First, its brands are category-killers:
there are no credible competitors to Discovery or Animal Planet in
English-speaking markets, and each cable subscriber really will never want more
than one such channel.  Second,
brand-name cable programmers face relatively little exposure to the current
technological uncertainty in media distribution (cable vs satellite vs
internet).  Third, the channels generate
higher-than average advertising revenue per rating point (source:  Oliver & Ohlbaum), making them more
profitable relative to production costs. 
Fourth, the company appears only now to be exploiting large overseas
markets. 

VALUATION

DCI, the half-owned
subsidiary, has trailing revenue of about $2. 5 billion and operating cash flow
of about $660 million.  The company
appears to be able to reinvest at rates north of 20%, suggesting that the Washington Post‘s complaint about
inability to tap into cash may be misplaced. 

Is operating cash a
reasonable metric for valuation?
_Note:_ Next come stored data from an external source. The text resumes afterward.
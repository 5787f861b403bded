use super::auth::require_bearer_token;
use super::handlers::*;
use crate::infrastructure::AuthConfig;
use crate::ports::{
    CatalogRepositoryPort, ObjectStoragePort, OrderRepositoryPort, PaymentProviderPort,
};
use axum::{
    middleware,
    routing::{get, post, put},
    Router,
};
use std::sync::Arc;
use tower_http::{cors::CorsLayer, trace::TraceLayer};

pub fn create_router<
    P: PaymentProviderPort,
    R: OrderRepositoryPort,
    C: CatalogRepositoryPort,
    S: ObjectStoragePort,
>(
    state: AppState<P, R, C, S>,
    auth: Arc<AuthConfig>,
) -> Router {
    let protected = Router::new()
        .route("/api/categories", get(list_categories).post(create_category))
        .route(
            "/api/categories/:id",
            put(rename_category).delete(delete_category),
        )
        .route("/api/products", get(list_products).post(create_product))
        .route(
            "/api/products/:id",
            get(get_product).put(edit_product).delete(delete_product),
        )
        .route(
            "/api/products/image-upload-url",
            post(create_product_image_upload_url),
        )
        .route("/api/carts/:session", get(get_cart).delete(clear_cart))
        .route("/api/carts/:session/items", post(add_cart_item))
        .route(
            "/api/carts/:session/items/:product_id",
            put(update_cart_item).delete(remove_cart_item),
        )
        .route("/api/carts/:session/checkout", post(checkout_cart))
        .route("/api/orders", post(create_order).get(list_orders))
        .route("/api/orders/:id/status", get(check_order_status))
        .route("/api/orders/:id/simulate-payment", post(simulate_payment))
        .route("/api/orders/:id/finish", post(finish_order))
        .route("/api/reports/sales", get(sales_report))
        .route_layer(middleware::from_fn_with_state(auth, require_bearer_token));

    let public = Router::new()
        .route("/health", get(health_check))
        .route("/api/webhooks/payment", post(payment_webhook));

    protected
        .merge(public)
        .layer(TraceLayer::new_for_http())
        .layer(CorsLayer::permissive())
        .with_state(state)
}
//! Response status line tokenizer

use crate::code::Code;
use crate::parse::{IResult, whitespace};
use crate::SIP_VERSION;
use nom::branch::alt;
use nom::bytes::complete::{tag, take_while, take_while1};
use nom::combinator::{eof, map};
use nom::sequence::{preceded, tuple};
use std::fmt;

/// The leading line of a SIP response: `SIP/2.0 <code> <reason>`
#[derive(Debug, Clone, PartialEq, Eq)]
pub struct StatusLine {
    pub code: Code,
    pub reason: Option<String>,
}

impl fmt::Display for StatusLine {
    fn fmt(&self, f: &mut fmt::Formatter<'_>) -> fmt::Result {
        write!(f, "{SIP_VERSION} {}", self.code)?;

        if let Some(reason) = &self.reason {
            write!(f, " {reason}")?;
        }

        Ok(())
    }
}

impl StatusLine {
    /// Tokenizes a single line (without its line terminator) into version, code and reason.
    ///
    /// The code must be followed by whitespace or the end of the line, so `SIP/2.0 2000`
    /// is not a status line.
    pub(crate) fn parse(i: &str) -> IResult<&str, Self> {
        map(
            preceded(
                tuple((tag(SIP_VERSION), take_while1(whitespace))),
                tuple((
                    Code::parse,
                    alt((eof, preceded(take_while1(whitespace), take_while(|_| true)))),
                )),
            ),
            |(code, reason): (Code, &str)| StatusLine {
                code,
                reason: match reason.trim() {
                    "" => None,
                    reason => Some(reason.to_owned()),
                },
            },
        )(i)
    }

    /// Returns the status line if the given line is one
    ///
    /// # Example
    ///
    /// ```
    /// use sipcheck_types::msg::StatusLine;
    /// use sipcheck_types::Code;
    ///
    /// let line = StatusLine::from_line("SIP/2.0 200 OK").unwrap();
    ///
    /// assert_eq!(line.code, Code::OK);
    /// assert_eq!(line.reason.as_deref(), Some("OK"));
    ///
    /// assert!(StatusLine::from_line("OPTIONS sip:example.com SIP/2.0").is_none());
    /// ```
    pub fn from_line(line: &str) -> Option<Self> {
        StatusLine::parse(line).ok().map(|(_, line)| line)
    }
}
Think
for a moment about this type of business. 
It is not an automobile factory, where continuing production requires
constant investment in new plant and equipment, perennially consuming most
operating cash.  Instead it’s a proven, strongly
branded, 20-year-old content business, with relatively little plant and
equipment and a long tail of cash flow returning from each production.  So it would appear operating cash is a
reasonable benchmark.  26% of revenue is
a lot of operating cash. 

Discovery Holding
Company’s share of this cash flow, whether distributed or not, is $1. 19 per
share.  Thus the company, if it were running
as a cash cow with no reinvestment, might be fairly valued at $10 to $15 even before
considering its other primary asset (Ascent Media). 

DISCA has been
hovering at about 15 since it was floated, with about 280m shares outstanding,
or about 13 times trailing operating cash. 
Now add in the brand strength, sustained 32% revenue growth rate, stable
margins, room to grow overseas, and the other asset (Ascent, which is also profitable),
and the current price looks like an attractive starting point for a long-term
holding. 

POSSIBLE TACTIC

Buy and hold.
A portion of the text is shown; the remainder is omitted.